Um levantamento da Embrapa Pesca e Aquicultura (TO) aponta que a criação integrada de tambaqui (Colossoma macropomum) com curimba (Prochilodus lineatus) é uma alternativa mais sustentável para a produção de proteína no bioma amazônico. Além de reduzir impactos ambientais, o sistema é 25% mais produtivo do que a criação isolada de tambaqui.
O estudo, publicado na revista Aquaculture, comparou a aquicultura multitrófica integrada (AMTI) com a monocultura de tambaqui em viveiros, utilizando a metodologia de Avaliação do Ciclo de Vida (ACV). A AMTI é um modelo de produção que cultiva diferentes espécies no mesmo ambiente, imitando os ecossistemas naturais para reciclar nutrientes, reduzir impactos ambientais e aumentar a eficiência produtiva dentro de uma lógica de economia circular.
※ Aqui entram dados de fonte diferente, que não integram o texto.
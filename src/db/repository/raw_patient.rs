use std::str::FromStr;

use chrono::{NaiveDate, NaiveDateTime};
use rusqlite::{params, Connection};
use uuid::Uuid;

use super::{format_dt, parse_dt};
use crate::db::DatabaseError;
use crate::models::{parse_doc_number, BusinessUnit, NewRawPatient, RawPatient, Source};

const RAW_COLUMNS: &str = "raw_id, his_number, source, business_unit, last_name, first_name, \
     middle_name, birth_date, doc_type, doc_number, email, phone, his_password, login_email, \
     canonical_id, processed_at";

/// What `upsert_raw` did with an adapter snapshot.
#[derive(Debug, Clone)]
pub enum UpsertOutcome {
    /// First sighting of (his_number, source); row inserted unstamped.
    Inserted(RawPatient),
    /// Known record re-emitted; adapter-owned fields overwritten.
    Updated { old: RawPatient, new: RawPatient },
}

/// Adapter ingress: insert a raw snapshot. Wire-format fields are
/// normalized first; `canonical_id` and `processed_at` start null per the
/// ingest contract.
pub fn insert_raw(conn: &Connection, raw: &NewRawPatient) -> Result<i64, DatabaseError> {
    let raw = raw.normalized();
    conn.execute(
        "INSERT INTO raw_patient (his_number, source, business_unit, last_name, first_name,
         middle_name, birth_date, doc_type, doc_number, email, phone, his_password, login_email)
         VALUES (?1, ?2, ?3, ?4, ?5, ?6, ?7, ?8, ?9, ?10, ?11, ?12, ?13)",
        params![
            raw.his_number,
            raw.source.as_str(),
            raw.business_unit.map(|b| b.as_str()),
            raw.last_name,
            raw.first_name,
            raw.middle_name,
            raw.birth_date,
            raw.doc_type,
            raw.doc_number.as_deref().and_then(parse_doc_number),
            raw.email,
            raw.phone,
            raw.his_password,
            raw.login_email,
        ],
    )?;
    Ok(conn.last_insert_rowid())
}

/// Adapter ingress for re-emitted snapshots: insert on first sighting,
/// otherwise overwrite the adapter-owned fields and report both states so
/// the engine can run its update path. Wire-format fields are normalized
/// either way.
pub fn upsert_raw(conn: &Connection, raw: &NewRawPatient) -> Result<UpsertOutcome, DatabaseError> {
    let raw = raw.normalized();
    match get_raw_by_his(conn, raw.source, &raw.his_number)? {
        None => {
            let raw_id = insert_raw(conn, &raw)?;
            let inserted = get_raw(conn, raw_id)?.ok_or_else(|| DatabaseError::NotFound {
                entity_type: "RawPatient".into(),
                id: raw_id.to_string(),
            })?;
            Ok(UpsertOutcome::Inserted(inserted))
        }
        Some(old) => {
            conn.execute(
                "UPDATE raw_patient SET business_unit = ?2, last_name = ?3, first_name = ?4,
                 middle_name = ?5, birth_date = ?6, doc_type = ?7, doc_number = ?8, email = ?9,
                 phone = ?10, his_password = ?11, login_email = ?12
                 WHERE raw_id = ?1",
                params![
                    old.raw_id,
                    raw.business_unit.map(|b| b.as_str()),
                    raw.last_name,
                    raw.first_name,
                    raw.middle_name,
                    raw.birth_date,
                    raw.doc_type,
                    raw.doc_number.as_deref().and_then(parse_doc_number),
                    raw.email,
                    raw.phone,
                    raw.his_password,
                    raw.login_email,
                ],
            )?;
            let new = get_raw(conn, old.raw_id)?.ok_or_else(|| DatabaseError::NotFound {
                entity_type: "RawPatient".into(),
                id: old.raw_id.to_string(),
            })?;
            Ok(UpsertOutcome::Updated { old, new })
        }
    }
}

pub fn get_raw(conn: &Connection, raw_id: i64) -> Result<Option<RawPatient>, DatabaseError> {
    query_one(
        conn,
        &format!("SELECT {RAW_COLUMNS} FROM raw_patient WHERE raw_id = ?1"),
        params![raw_id],
    )
}

pub fn get_raw_by_his(
    conn: &Connection,
    source: Source,
    his_number: &str,
) -> Result<Option<RawPatient>, DatabaseError> {
    query_one(
        conn,
        &format!("SELECT {RAW_COLUMNS} FROM raw_patient WHERE his_number = ?1 AND source = ?2"),
        params![his_number, source.as_str()],
    )
}

/// Stamp the engine's verdict: which canonical this raw belongs to and when
/// it was reconciled.
pub fn stamp_raw(
    conn: &Connection,
    raw_id: i64,
    canonical_id: &Uuid,
    now: NaiveDateTime,
) -> Result<(), DatabaseError> {
    let rows = conn.execute(
        "UPDATE raw_patient SET canonical_id = ?2, processed_at = ?3 WHERE raw_id = ?1",
        params![raw_id, canonical_id.to_string(), format_dt(&now)],
    )?;
    if rows == 0 {
        return Err(DatabaseError::NotFound {
            entity_type: "RawPatient".into(),
            id: raw_id.to_string(),
        });
    }
    Ok(())
}

/// Stamp `processed_at` only — the locked-skip path, where the canonical
/// assignment must not move.
pub fn stamp_processed(conn: &Connection, raw_id: i64, now: NaiveDateTime) -> Result<(), DatabaseError> {
    let rows = conn.execute(
        "UPDATE raw_patient SET processed_at = ?2 WHERE raw_id = ?1",
        params![raw_id, format_dt(&now)],
    )?;
    if rows == 0 {
        return Err(DatabaseError::NotFound {
            entity_type: "RawPatient".into(),
            id: raw_id.to_string(),
        });
    }
    Ok(())
}

/// Unprocessed backlog, oldest first.
pub fn pending_raw_ids(conn: &Connection, limit: i64) -> Result<Vec<i64>, DatabaseError> {
    let mut stmt = conn.prepare(
        "SELECT raw_id FROM raw_patient WHERE processed_at IS NULL ORDER BY raw_id LIMIT ?1",
    )?;
    let ids = stmt
        .query_map(params![limit], |row| row.get::<_, i64>(0))?
        .collect::<Result<Vec<_>, _>>()?;
    Ok(ids)
}

pub fn count_pending(conn: &Connection) -> Result<i64, DatabaseError> {
    let count = conn.query_row(
        "SELECT COUNT(*) FROM raw_patient WHERE processed_at IS NULL",
        [],
        |row| row.get(0),
    )?;
    Ok(count)
}

pub fn last_processed_at(conn: &Connection) -> Result<Option<NaiveDateTime>, DatabaseError> {
    let last: Option<String> = conn.query_row(
        "SELECT MAX(processed_at) FROM raw_patient",
        [],
        |row| row.get(0),
    )?;
    Ok(last.map(|t| parse_dt(&t)))
}

// Internal row type for raw mapping
struct RawRow {
    raw_id: i64,
    his_number: String,
    source: String,
    business_unit: Option<String>,
    last_name: Option<String>,
    first_name: Option<String>,
    middle_name: Option<String>,
    birth_date: Option<String>,
    doc_type: Option<i32>,
    doc_number: Option<i64>,
    email: Option<String>,
    phone: Option<String>,
    his_password: Option<String>,
    login_email: Option<String>,
    canonical_id: Option<String>,
    processed_at: Option<String>,
}

fn map_row(row: &rusqlite::Row<'_>) -> rusqlite::Result<RawRow> {
    Ok(RawRow {
        raw_id: row.get(0)?,
        his_number: row.get(1)?,
        source: row.get(2)?,
        business_unit: row.get(3)?,
        last_name: row.get(4)?,
        first_name: row.get(5)?,
        middle_name: row.get(6)?,
        birth_date: row.get(7)?,
        doc_type: row.get(8)?,
        doc_number: row.get(9)?,
        email: row.get(10)?,
        phone: row.get(11)?,
        his_password: row.get(12)?,
        login_email: row.get(13)?,
        canonical_id: row.get(14)?,
        processed_at: row.get(15)?,
    })
}

fn query_one(
    conn: &Connection,
    sql: &str,
    params: impl rusqlite::Params,
) -> Result<Option<RawPatient>, DatabaseError> {
    let mut stmt = conn.prepare(sql)?;
    let result = stmt.query_row(params, map_row);
    match result {
        Ok(row) => Ok(Some(raw_from_row(row)?)),
        Err(rusqlite::Error::QueryReturnedNoRows) => Ok(None),
        Err(e) => Err(e.into()),
    }
}

fn raw_from_row(row: RawRow) -> Result<RawPatient, DatabaseError> {
    Ok(RawPatient {
        raw_id: row.raw_id,
        his_number: row.his_number,
        source: Source::from_str(&row.source)?,
        business_unit: row
            .business_unit
            .as_deref()
            .map(BusinessUnit::from_str)
            .transpose()?,
        last_name: row.last_name,
        first_name: row.first_name,
        middle_name: row.middle_name,
        birth_date: row
            .birth_date
            .and_then(|d| NaiveDate::parse_from_str(&d, "%Y-%m-%d").ok()),
        doc_type: row.doc_type,
        doc_number: row.doc_number,
        email: row.email,
        phone: row.phone,
        his_password: row.his_password,
        login_email: row.login_email,
        canonical_id: row.canonical_id.and_then(|s| Uuid::parse_str(&s).ok()),
        processed_at: row.processed_at.map(|t| parse_dt(&t)),
    })
}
Os resultados também colocam a piscicultura em perspectiva frente a outras atividades agropecuárias. Para produzir 1 kg de proteína, a pecuária bovina demanda 434,88% mais área do que a piscicultura de tambaqui. Já a avicultura necessita de 48,84% a mais de terra, enquanto a suinocultura exige 72,09% mais espaço.
“Com isso, verificamos que a aquicultura pode ser uma alternativa para a diminuição da pressão de abertura de novos espaços para a produção agropecuária no bioma amazônico”, afirma a pesquisadora da Embrapa Pesca e Aquicultura, Adriana Ferreira Lima.
Os dados reforçam conclusões de um estudo publicado em janeiro na revista Nature Sustainability, conduzido por cientistas brasileiros e americanos, que apontou vantagens da criação de peixes na região amazônica em comparação à pecuária bovina. Segundo Lima, além da menor demanda por terra, a aquicultura apresenta baixo impacto na emissão de gases de efeito estufa, configurando-se como uma solução mais sustentável para a produção de proteína na região.
A escolha da curimba como espécie complementar se deve a fatores biológicos, ecológicos, econômicos e de mercado. Peixe de formato comprido e menor que o tambaqui, a curimba é comercializada com peso entre 500 gramas e 1 quilo, principalmente em mercados locais do Pará e em regiões ribeirinhas. Atualmente, é a segunda espécie de peixe mais exportada pelo Brasil.
De acordo com a pesquisadora, a curimba tem um perfil ecológico que complementa o do tambaqui. Trata-se de um peixe de fundo, que consome sobras de ração e alimentos presentes no sedimento do viveiro, sem interferir no crescimento ou no rendimento do tambaqui. “A criação do tambaqui não sofre alterações com a inclusão da curimba”, destaca Lima, acrescentando que a espécie pode ser adotada pelos produtores sem risco de prejuízos, ampliando a eficiência e a sustentabilidade da produção aquícola amazônica.